通过PCR扩增目标序列,加入SNP序列特异延伸引物,在SNP 位点上,延伸1个碱基;将制备的样品分析物与芯片基质共结晶,将该晶体放入质谱仪的真空管,强激光激发,使基质晶体升华,变为亚稳态离子,产生的离子多为单电荷离子,他们在加速电场中获得相同的动能,进而在一非电场漂移区内按照其质荷比率加以分离,在真空小管中飞行到达检测器,MALDI 产生的离子常用飞行时间(Time-of-Flight,TOF)检测器来检测,离子质量越小,就越快到达。
根据离子质量判断基因型。
优点:1、多位点同时检测(12-24)
2、成本较低(服务5-10元/SNP)
3、通量较高时间较快
4、国际认可度高,文献较多
缺点:1、位点成功率仅93%左右,处于高GC含量区域以及复杂二级结构区域的SNP不适合
2、数据准确率为95-96%,主要由于其是间接的检测方法(根据离子核质比推断SNP)
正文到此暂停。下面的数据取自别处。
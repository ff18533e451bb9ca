//! Access gate - access-control runtime for bearer-token APIs
//!
//! Validates tokens against the identity provider's key set, tracks sessions
//! and rejects abusive clients before they reach the protected routes.

use std::process::ExitCode;

use clap::Parser;
use tracing::{error, info};

use access_gate::{
    cli::{Cli, Command, ConfigFormat},
    config::Config,
    gateway::Gateway,
    setup_tracing,
};

#[tokio::main]
async fn main() -> ExitCode {
    let cli = Cli::parse();

    if let Err(e) = setup_tracing(&cli.log_level, cli.log_format.as_deref()) {
        eprintln!("Failed to setup tracing: {e}");
        return ExitCode::FAILURE;
    }

    let config = match load_config(&cli) {
        Ok(config) => config,
        Err(e) => {
            error!("Failed to load configuration: {e}");
            return ExitCode::FAILURE;
        }
    };

    match cli.command {
        Some(Command::Config { format }) => print_config(&config, format),
        Some(Command::Serve) | None => run_server(config).await,
    }
}

/// Load configuration and apply CLI overrides
fn load_config(cli: &Cli) -> access_gate::Result<Config> {
    let mut config = Config::load(cli.config.as_deref())?;
    if let Some(port) = cli.port {
        config.server.port = port;
    }
    if let Some(ref host) = cli.host {
        config.server.host.clone_from(host);
    }
    Ok(config)
}

/// Print the resolved configuration
fn print_config(config: &Config, format: ConfigFormat) -> ExitCode {
    let rendered = match format {
        ConfigFormat::Yaml => serde_yaml::to_string(config).map_err(|e| e.to_string()),
        ConfigFormat::Json => serde_json::to_string_pretty(config).map_err(|e| e.to_string()),
    };
    match rendered {
        Ok(text) => {
            println!("{text}");
            ExitCode::SUCCESS
        }
        Err(e) => {
            eprintln!("Failed to render configuration: {e}");
            ExitCode::FAILURE
        }
    }
}

/// Run the access gate server
async fn run_server(config: Config) -> ExitCode {
    info!(
        version = env!("CARGO_PKG_VERSION"),
        port = config.server.port,
        "Starting access gate"
    );

    let gateway = match Gateway::new(config) {
        Ok(g) => g,
        Err(e) => {
            error!("Failed to create access gate: {e}");
            return ExitCode::FAILURE;
        }
    };

    if let Err(e) = gateway.run().await {
        error!("Access gate error: {e}");
        return ExitCode::FAILURE;
    }

    info!("Access gate shutdown complete");
    ExitCode::SUCCESS
}
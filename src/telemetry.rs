//! Telemetry events for access-control state transitions.
//!
//! Every transition (token validated, session expired, IP blocked, ...) is
//! reported through a [`TelemetrySink`] as `(name, properties, measurements)`.
//! The concrete backend is pluggable; [`TracingSink`] emits the event via
//! `tracing::info!` with structured fields and bumps a `metrics` counter, so
//! the trail is queryable by any log aggregator.
//!
//! # Events
//!
//! | Event | When |
//! |-------|------|
//! | `keys.fetched` | The signing-key set was fetched from upstream |
//! | `token.validated` | A bearer token passed validation |
//! | `token.validation_failed` | A bearer token was rejected |
//! | `token.refresh_attempt` | One refresh attempt was sent upstream |
//! | `token.refreshed` | A refresh produced a verified token set |
//! | `token.refresh_failed` | A refresh gave up |
//! | `token.revoked` | A refresh token was revoked |
//! | `session.created` | A session was opened |
//! | `session.expired` | A session left the active state |
//! | `session.cleaned_up` | Resources for an expired session were released |
//! | `session.cleanup_failed` | One resource class failed to clean up |
//! | `abuse.detected` | A request scored above the abuse threshold |
//! | `ip.blocked` / `ip.unblocked` | An IP block was placed or lifted |
//! | `rate_limit.exceeded` | A request was rejected by the rate limiter |

use std::collections::BTreeMap;

use parking_lot::Mutex;
use serde::Serialize;

/// Event names emitted by the access gate.
pub mod events {
    /// Signing keys fetched from the upstream key set.
    pub const KEYS_FETCHED: &str = "keys.fetched";
    /// Token validated.
    pub const TOKEN_VALIDATED: &str = "token.validated";
    /// Token rejected.
    pub const TOKEN_VALIDATION_FAILED: &str = "token.validation_failed";
    /// Refresh attempt sent upstream.
    pub const TOKEN_REFRESH_ATTEMPT: &str = "token.refresh_attempt";
    /// Refresh succeeded.
    pub const TOKEN_REFRESHED: &str = "token.refreshed";
    /// Refresh failed.
    pub const TOKEN_REFRESH_FAILED: &str = "token.refresh_failed";
    /// Refresh token revoked.
    pub const TOKEN_REVOKED: &str = "token.revoked";
    /// Session created.
    pub const SESSION_CREATED: &str = "session.created";
    /// Session expired or terminated.
    pub const SESSION_EXPIRED: &str = "session.expired";
    /// Session resources released.
    pub const SESSION_CLEANED_UP: &str = "session.cleaned_up";
    /// Cleanup of a resource class failed.
    pub const SESSION_CLEANUP_FAILED: &str = "session.cleanup_failed";
    /// Abuse score above threshold.
    pub const ABUSE_DETECTED: &str = "abuse.detected";
    /// IP blocked.
    pub const IP_BLOCKED: &str = "ip.blocked";
    /// IP block lifted.
    pub const IP_UNBLOCKED: &str = "ip.unblocked";
    /// Rate limit exceeded.
    pub const RATE_LIMIT_EXCEEDED: &str = "rate_limit.exceeded";
}

/// A single telemetry event.
#[derive(Debug, Clone, Default, Serialize, PartialEq)]
pub struct TelemetryEvent {
    /// Event name (see [`events`]).
    pub name: &'static str,
    /// String-valued properties.
    pub properties: BTreeMap<String, String>,
    /// Numeric measurements.
    pub measurements: BTreeMap<String, f64>,
}

impl TelemetryEvent {
    /// Start a new event.
    #[must_use]
    pub fn new(name: &'static str) -> Self {
        Self {
            name,
            ..Self::default()
        }
    }

    /// Attach a property.
    #[must_use]
    pub fn with(mut self, key: &str, value: impl ToString) -> Self {
        self.properties.insert(key.to_string(), value.to_string());
        self
    }

    /// Attach a measurement.
    #[must_use]
    pub fn measure(mut self, key: &str, value: f64) -> Self {
        self.measurements.insert(key.to_string(), value);
        self
    }
}

/// Destination for telemetry events.
pub trait TelemetrySink: Send + Sync + 'static {
    /// Record one event. Must not block.
    fn track(&self, event: TelemetryEvent);
}

/// Sink that writes events to `tracing` and increments a `metrics` counter.
#[derive(Debug, Default, Clone, Copy)]
pub struct TracingSink;

impl TelemetrySink for TracingSink {
    fn track(&self, event: TelemetryEvent) {
        telemetry_metrics::counter!("access_gate_events_total", "event" => event.name).increment(1);

        match serde_json::to_string(&event) {
            Ok(json) => tracing::info!(
                target: "access_gate::telemetry",
                event = event.name,
                payload = %json,
                "telemetry"
            ),
            Err(e) => tracing::warn!(event = event.name, error = %e, "Failed to serialize telemetry event"),
        }
    }
}

/// Sink that keeps events in memory.
#[derive(Debug, Default)]
pub struct MemorySink {
    events: Mutex<Vec<TelemetryEvent>>,
}

impl MemorySink {
    /// Create an empty sink.
    #[must_use]
    pub fn new() -> Self {
        Self::default()
    }

    /// Snapshot of all recorded events.
    pub fn events(&self) -> Vec<TelemetryEvent> {
        self.events.lock().clone()
    }

    /// Number of events recorded under `name`.
    pub fn count(&self, name: &str) -> usize {
        self.events.lock().iter().filter(|e| e.name == name).count()
    }
}

impl TelemetrySink for MemorySink {
    fn track(&self, event: TelemetryEvent) {
        self.events.lock().push(event);
    }
}
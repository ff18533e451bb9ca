//! Signing key resolution.
//!
//! Keys come from the identity provider's published key set (JWKS) and are
//! cached by key id. A cache miss triggers at most one upstream fetch per
//! lookup; fetches are single-flight and capped per minute. Keys are evicted
//! after the cache TTL or, when the cache is full, oldest inserted first.

use std::fmt;
use std::num::NonZeroU32;
use std::sync::Arc;
use std::time::{Duration, Instant};

use async_trait::async_trait;
use chrono::{DateTime, Utc};
use governor::{Quota, RateLimiter as GovernorLimiter};
use jsonwebtoken::DecodingKey;
use jsonwebtoken::jwk::{AlgorithmParameters, Jwk, JwkSet};
use tracing::{debug, info, warn};

use crate::cache::{CacheStatsSnapshot, TtlCache};
use crate::clock::{Clock, chrono_duration};
use crate::config::KeyResolverConfig;
use crate::telemetry::{TelemetryEvent, TelemetrySink, events};

/// Key resolution errors.
#[derive(Debug, Clone, PartialEq, Eq, thiserror::Error)]
pub enum KeyFetchError {
    /// The key id is not in the published key set, even after a refetch.
    #[error("Unknown signing key id: {0}")]
    UnknownKeyId(String),

    /// The upstream key set could not be fetched or parsed.
    #[error("Key set fetch failed: {0}")]
    Upstream(String),

    /// The upstream fetch did not finish in time.
    #[error("Key set fetch timed out after {0:?}")]
    Timeout(Duration),

    /// The per-minute fetch cap was reached.
    #[error("Key set fetch rate limit reached")]
    RateLimited,
}

/// A verification key resolved from the key set.
#[derive(Clone)]
pub struct SigningKey {
    /// Key id
    pub kid: String,
    /// Key material
    pub key: DecodingKey,
    /// When the key set containing it was fetched
    pub fetched_at: DateTime<Utc>,
    /// When the cached copy expires
    pub expires_at: DateTime<Utc>,
}

impl fmt::Debug for SigningKey {
    fn fmt(&self, f: &mut fmt::Formatter<'_>) -> fmt::Result {
        f.debug_struct("SigningKey")
            .field("kid", &self.kid)
            .field("fetched_at", &self.fetched_at)
            .field("expires_at", &self.expires_at)
            .finish_non_exhaustive()
    }
}

/// Where key sets come from.
#[async_trait]
pub trait JwksSource: Send + Sync + 'static {
    /// Fetch the full key set.
    async fn fetch(&self) -> Result<JwkSet, KeyFetchError>;
}

/// Fetches the key set over HTTP.
pub struct HttpJwksSource {
    http: reqwest::Client,
    uri: String,
}

impl HttpJwksSource {
    /// Source for `uri`.
    ///
    /// # Errors
    ///
    /// Returns [`crate::Error::Http`] if the HTTP client cannot be built.
    pub fn new(uri: impl Into<String>, timeout: Duration) -> crate::Result<Self> {
        Ok(Self {
            http: reqwest::Client::builder().timeout(timeout).build()?,
            uri: uri.into(),
        })
    }
}

#[async_trait]
impl JwksSource for HttpJwksSource {
    async fn fetch(&self) -> Result<JwkSet, KeyFetchError> {
        debug!(uri = %self.uri, "Fetching key set");
        let response = self
            .http
            .get(&self.uri)
            .send()
            .await
            .map_err(|e| KeyFetchError::Upstream(e.to_string()))?;

        let status = response.status();
        if !status.is_success() {
            return Err(KeyFetchError::Upstream(format!("HTTP {status} from {}", self.uri)));
        }
        response
            .json::<JwkSet>()
            .await
            .map_err(|e| KeyFetchError::Upstream(format!("invalid key set: {e}")))
    }
}

type DirectLimiter = GovernorLimiter<
    governor::state::NotKeyed,
    governor::state::InMemoryState,
    governor::clock::DefaultClock,
>;

/// Resolves key ids to verification keys.
pub struct KeyResolver {
    source: Arc<dyn JwksSource>,
    cache: TtlCache<SigningKey>,
    config: KeyResolverConfig,
    fetch_limiter: DirectLimiter,
    fetch_lock: tokio::sync::Mutex<()>,
    clock: Arc<dyn Clock>,
    telemetry: Arc<dyn TelemetrySink>,
}

impl KeyResolver {
    /// Create a resolver over `source`.
    #[must_use]
    pub fn new(
        config: KeyResolverConfig,
        source: Arc<dyn JwksSource>,
        clock: Arc<dyn Clock>,
        telemetry: Arc<dyn TelemetrySink>,
    ) -> Self {
        let quota = Quota::per_minute(NonZeroU32::new(config.fetches_per_minute).unwrap_or(NonZeroU32::MIN));
        Self {
            source,
            cache: TtlCache::new(config.cache_capacity),
            fetch_limiter: GovernorLimiter::direct(quota),
            fetch_lock: tokio::sync::Mutex::new(()),
            config,
            clock,
            telemetry,
        }
    }

    /// Resolver fetching from the configured key-set URL.
    ///
    /// # Errors
    ///
    /// Returns [`crate::Error::Http`] if the HTTP client cannot be built.
    pub fn from_config(
        config: KeyResolverConfig,
        clock: Arc<dyn Clock>,
        telemetry: Arc<dyn TelemetrySink>,
    ) -> crate::Result<Self> {
        let source = Arc::new(HttpJwksSource::new(config.resolved_jwks_uri(), config.fetch_timeout)?);
        Ok(Self::new(config, source, clock, telemetry))
    }

    /// Verification key for `kid`.
    ///
    /// # Errors
    ///
    /// [`KeyFetchError::UnknownKeyId`] if the id is absent after one refetch,
    /// or the fetch error if the key set could not be obtained.
    pub async fn get_signing_key(&self, kid: &str) -> Result<SigningKey, KeyFetchError> {
        if let Some(key) = self.cache.get(kid, self.clock.now()) {
            return Ok(key);
        }

        let _fetching = self.fetch_lock.lock().await;
        // another task may have fetched while we waited
        if let Some(key) = self.cache.get(kid, self.clock.now()) {
            return Ok(key);
        }

        self.fetch_and_cache().await?;
        self.cache.get(kid, self.clock.now()).ok_or_else(|| {
            warn!(kid, "Signing key not in key set");
            KeyFetchError::UnknownKeyId(kid.to_string())
        })
    }

    /// Prefetch the key set. Returns the number of usable keys cached.
    ///
    /// # Errors
    ///
    /// Returns the fetch error if the key set could not be obtained.
    pub async fn warm(&self) -> Result<usize, KeyFetchError> {
        let _fetching = self.fetch_lock.lock().await;
        self.fetch_and_cache().await
    }

    /// Evict expired keys. Returns how many were removed.
    pub fn evict_expired(&self) -> usize {
        self.cache.evict_expired(self.clock.now())
    }

    /// Key cache statistics.
    pub fn stats(&self) -> CacheStatsSnapshot {
        self.cache.stats()
    }

    async fn fetch_and_cache(&self) -> Result<usize, KeyFetchError> {
        if self.fetch_limiter.check().is_err() {
            warn!("Key set fetch cap reached");
            return Err(KeyFetchError::RateLimited);
        }

        let started = Instant::now();
        let set = match tokio::time::timeout(self.config.fetch_timeout, self.source.fetch()).await {
            Ok(result) => result?,
            Err(_) => return Err(KeyFetchError::Timeout(self.config.fetch_timeout)),
        };

        let now = self.clock.now();
        let expires_at = now + chrono_duration(self.config.cache_ttl);
        let mut cached = 0;
        for jwk in &set.keys {
            let Some(kid) = jwk.common.key_id.as_deref() else {
                continue;
            };
            match decoding_key(jwk) {
                Some(key) => {
                    self.cache.insert(
                        kid,
                        SigningKey {
                            kid: kid.to_string(),
                            key,
                            fetched_at: now,
                            expires_at,
                        },
                        expires_at,
                    );
                    cached += 1;
                }
                None => debug!(kid, "Skipping unusable key"),
            }
        }

        let latency = started.elapsed();
        info!(keys = cached, latency_ms = latency.as_millis() as u64, "Key set fetched");
        self.telemetry.track(
            TelemetryEvent::new(events::KEYS_FETCHED)
                .measure("keys", cached as f64)
                .measure("latency_ms", latency.as_secs_f64() * 1000.0),
        );
        Ok(cached)
    }
}

/// Convert a JWK to a [`DecodingKey`]. Symmetric keys are never accepted.
fn decoding_key(jwk: &Jwk) -> Option<DecodingKey> {
    match &jwk.algorithm {
        AlgorithmParameters::RSA(rsa) => DecodingKey::from_rsa_components(&rsa.n, &rsa.e).ok(),
        AlgorithmParameters::EllipticCurve(ec) => DecodingKey::from_ec_components(&ec.x, &ec.y).ok(),
        AlgorithmParameters::OctetKey(_) | AlgorithmParameters::OctetKeyPair(_) => None,
    }
}
//! Abuse detection and IP blocking
//!
//! Two independent mechanisms:
//!
//! 1. **Scoring**: every request gets a suspicion score in `[0, 1]`, the
//!    clamped sum of weighted signals (origin red flags, user-agent
//!    anomalies, proxy-hop count, prior blocks). A score above the
//!    configured threshold is rejected immediately.
//! 2. **Pattern blocking**: per-IP trackers count requests, authentication
//!    failures and oversized payloads. Crossing a rule's threshold places a
//!    timed [`IpBlock`]; blocked IPs are rejected before anything else runs.
//!
//! Blocks are lifted lazily on the first lookup past `until`, or by
//! [`AbuseDetector::prune`].

use std::collections::VecDeque;
use std::net::IpAddr;
use std::sync::Arc;
use std::time::Duration;

use axum::http::HeaderMap;
use chrono::{DateTime, Utc};
use dashmap::DashMap;
use regex::{Regex, RegexBuilder};
use serde::Serialize;
use tracing::{debug, warn};
use url::{Host, Url};

use crate::clock::{Clock, chrono_duration};
use crate::config::{AbuseConfig, PatternRule};
use crate::telemetry::{TelemetryEvent, TelemetrySink, events};

/// Request attributes the scorer looks at.
#[derive(Debug, Clone, Default, PartialEq, Eq)]
pub struct RequestSignals {
    /// `Origin` header
    pub origin: Option<String>,
    /// `User-Agent` header
    pub user_agent: Option<String>,
    /// Raw `X-Forwarded-For` header
    pub forwarded_for: Option<String>,
}

impl RequestSignals {
    /// Extract signals from request headers.
    #[must_use]
    pub fn from_headers(headers: &HeaderMap) -> Self {
        let get = |name: &str| {
            headers
                .get(name)
                .and_then(|v| v.to_str().ok())
                .map(ToString::to_string)
        };
        Self {
            origin: get("origin"),
            user_agent: get("user-agent"),
            forwarded_for: get("x-forwarded-for"),
        }
    }

    /// Number of proxy hops listed in `X-Forwarded-For`.
    #[must_use]
    pub fn proxy_hops(&self) -> usize {
        self.forwarded_for.as_deref().map_or(0, |v| {
            v.split(',').filter(|h| !h.trim().is_empty()).count()
        })
    }
}
//! Request guards: per-class rate limiting and abuse detection.

pub mod abuse;
pub mod rate_limit;

pub use abuse::{AbuseDetector, AbuseRejection, AbuseVerdict, BlockReason, IpBlock, PruneReport, RequestSignals};
pub use rate_limit::{EndpointClass, RateDecision, RateLimitRejection, RateLimiter};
LDR连接酶:用高温连接酶实现对基因多态性位点的识别。
高温连接酶一旦检测到DNA与互补的两条寡聚核苷酸接头对应处存在着基因点突变类型的碱基错配,则连接反应就不能进行。
优点:1、成本较低,
2、不受样本数和位点数的限制
3、准确性较高,连接酶>98%
缺点:1、同时检测的位点较少,4-10个
2、国际认可度一般,需要做部分验证实验
3、实验流程较长,需2-3天,操作复杂
Snapscan TM技术:基于多重探针连接的SNP分型方法
优点:1、可进行48个以上SNP的同时分型
2、成本降低,在样本量超过1000,位点数超过48的项目中,成本是目前所有服务技术最低的
3、准确性>98%,样本符合要求,成功率>98%
缺点:1、对于高GC,复杂序列区,CNV区的位点可能不适合
2、样本要求高:总量达300ng的DNA,最好至少20ng/ul以上的浓度,Nanodrop测定OD 比值260/280在1.8~2.0,电泳测试DNA不降解
Golden gate芯片
优点:1、通量高
2、单个位点的成本低
缺点:1、数据准确性约93%,成功率93%,芯片数据准确率一般
2、芯片定制时间较长
3、不适合用于做全基因组SNP芯片数据的验证
Sanger测序法的原理是在普通的引物延伸反应中加入4中不同荧光标记的双脱氧核苷三磷酸(ddNTP),如果ddNTP被掺入到合成链中,聚合酶就无法继续延伸这条链,所以延伸产物中含有各种长度的带荧光的延伸产物,用电涌分离这些产物能得到目标DNA的序列。
分型金标准,成本较高。
Pyro: (Pyrosequencing AB, Uppsala, Sweden). Pyrosequencing is a DNA sequencing technique that is based on the detection of released pyrophosphate during DNA synthesis.In a cascade of enzymatic reactions, visible light is generated that is proportional to the number of incorporated nucleotides.The light generated provides a visual display called a pyrogram. For analysis of SNPs, the 3' end of a primer is designed to hybridize to one or a few bases upstream of the polymorphic position. The pyrogram display demonstrates a clear distinction between the various genotypes; each allele combination (homozygous or heterozygous) provides a distinct pattern when compared with the two other possible variants. Pattern recognition software is used to compare the generated pyrogram with patterns predicted for each of the three possible genotypes. (Alderborn A, Kristofferson A, Hammerling U. Determination of single nucleotide polymorphisms by real-time pyrophosphate DNA sequencing. Genome Res. 2000;10:1249–1258.)。